How to complete this task: Exactly the lines from the start of the data below through the line containing "return Ok(());" must be returned, and no others.
════════════════════
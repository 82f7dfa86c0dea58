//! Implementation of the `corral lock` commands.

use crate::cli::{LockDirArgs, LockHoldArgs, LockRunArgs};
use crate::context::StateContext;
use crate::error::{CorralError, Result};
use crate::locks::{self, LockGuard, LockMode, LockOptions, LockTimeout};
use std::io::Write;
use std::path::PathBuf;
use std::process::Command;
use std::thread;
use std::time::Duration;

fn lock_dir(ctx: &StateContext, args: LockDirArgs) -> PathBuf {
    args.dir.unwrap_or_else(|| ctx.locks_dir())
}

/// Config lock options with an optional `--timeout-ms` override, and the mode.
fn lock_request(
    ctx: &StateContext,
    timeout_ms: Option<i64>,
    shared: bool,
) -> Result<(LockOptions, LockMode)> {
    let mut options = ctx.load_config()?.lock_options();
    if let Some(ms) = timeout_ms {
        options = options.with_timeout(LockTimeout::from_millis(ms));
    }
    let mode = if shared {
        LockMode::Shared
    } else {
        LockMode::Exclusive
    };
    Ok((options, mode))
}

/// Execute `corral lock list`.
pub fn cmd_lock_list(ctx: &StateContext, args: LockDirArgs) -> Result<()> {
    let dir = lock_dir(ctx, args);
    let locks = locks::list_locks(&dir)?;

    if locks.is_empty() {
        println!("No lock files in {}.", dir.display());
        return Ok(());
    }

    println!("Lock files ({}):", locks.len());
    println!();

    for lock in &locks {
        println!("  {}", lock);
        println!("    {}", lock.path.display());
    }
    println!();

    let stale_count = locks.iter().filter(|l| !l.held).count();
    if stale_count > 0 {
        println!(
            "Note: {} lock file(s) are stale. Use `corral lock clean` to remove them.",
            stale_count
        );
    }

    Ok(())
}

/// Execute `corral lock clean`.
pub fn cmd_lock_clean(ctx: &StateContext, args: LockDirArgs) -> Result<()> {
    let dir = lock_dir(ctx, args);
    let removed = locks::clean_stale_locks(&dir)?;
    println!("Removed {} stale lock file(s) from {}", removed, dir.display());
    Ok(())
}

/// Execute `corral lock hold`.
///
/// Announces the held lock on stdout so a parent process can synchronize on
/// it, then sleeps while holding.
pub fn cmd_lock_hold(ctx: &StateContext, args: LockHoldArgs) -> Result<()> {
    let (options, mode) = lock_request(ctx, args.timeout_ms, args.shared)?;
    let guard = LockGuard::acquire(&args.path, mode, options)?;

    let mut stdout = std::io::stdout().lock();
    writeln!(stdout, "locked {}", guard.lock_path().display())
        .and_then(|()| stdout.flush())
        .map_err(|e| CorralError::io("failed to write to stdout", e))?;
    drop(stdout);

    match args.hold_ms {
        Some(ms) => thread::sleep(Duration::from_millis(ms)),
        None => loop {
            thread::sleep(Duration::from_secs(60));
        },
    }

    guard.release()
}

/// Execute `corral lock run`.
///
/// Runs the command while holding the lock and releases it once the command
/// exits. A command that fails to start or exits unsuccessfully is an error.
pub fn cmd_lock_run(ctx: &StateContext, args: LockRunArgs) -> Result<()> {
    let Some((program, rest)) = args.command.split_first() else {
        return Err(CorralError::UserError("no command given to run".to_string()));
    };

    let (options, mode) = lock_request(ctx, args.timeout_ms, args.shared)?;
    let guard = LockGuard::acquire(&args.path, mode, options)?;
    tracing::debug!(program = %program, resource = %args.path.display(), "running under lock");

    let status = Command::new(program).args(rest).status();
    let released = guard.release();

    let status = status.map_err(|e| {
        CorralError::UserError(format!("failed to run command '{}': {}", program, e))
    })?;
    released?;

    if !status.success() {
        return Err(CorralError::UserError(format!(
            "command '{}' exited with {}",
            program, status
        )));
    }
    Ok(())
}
════════════════════
Answer to the problem:
repository 82f7dfa86c0dea58
//! Implementation of the `corral lock` commands.

use crate::cli::{LockDirArgs, LockHoldArgs, LockRunArgs};
use crate::context::StateContext;
use crate::error::{CorralError, Result};
use crate::locks::{self, LockGuard, LockMode, LockOptions, LockTimeout};
use std::io::Write;
use std::path::PathBuf;
use std::process::Command;
use std::thread;
use std::time::Duration;

fn lock_dir(ctx: &StateContext, args: LockDirArgs) -> PathBuf {
    args.dir.unwrap_or_else(|| ctx.locks_dir())
}

/// Config lock options with an optional `--timeout-ms` override, and the mode.
fn lock_request(
    ctx: &StateContext,
    timeout_ms: Option<i64>,
    shared: bool,
) -> Result<(LockOptions, LockMode)> {
    let mut options = ctx.load_config()?.lock_options();
    if let Some(ms) = timeout_ms {
        options = options.with_timeout(LockTimeout::from_millis(ms));
    }
    let mode = if shared {
        LockMode::Shared
    } else {
        LockMode::Exclusive
    };
    Ok((options, mode))
}

/// Execute `corral lock list`.
pub fn cmd_lock_list(ctx: &StateContext, args: LockDirArgs) -> Result<()> {
    let dir = lock_dir(ctx, args);
    let locks = locks::list_locks(&dir)?;

    if locks.is_empty() {
        println!("No lock files in {}.", dir.display());
        return Ok(());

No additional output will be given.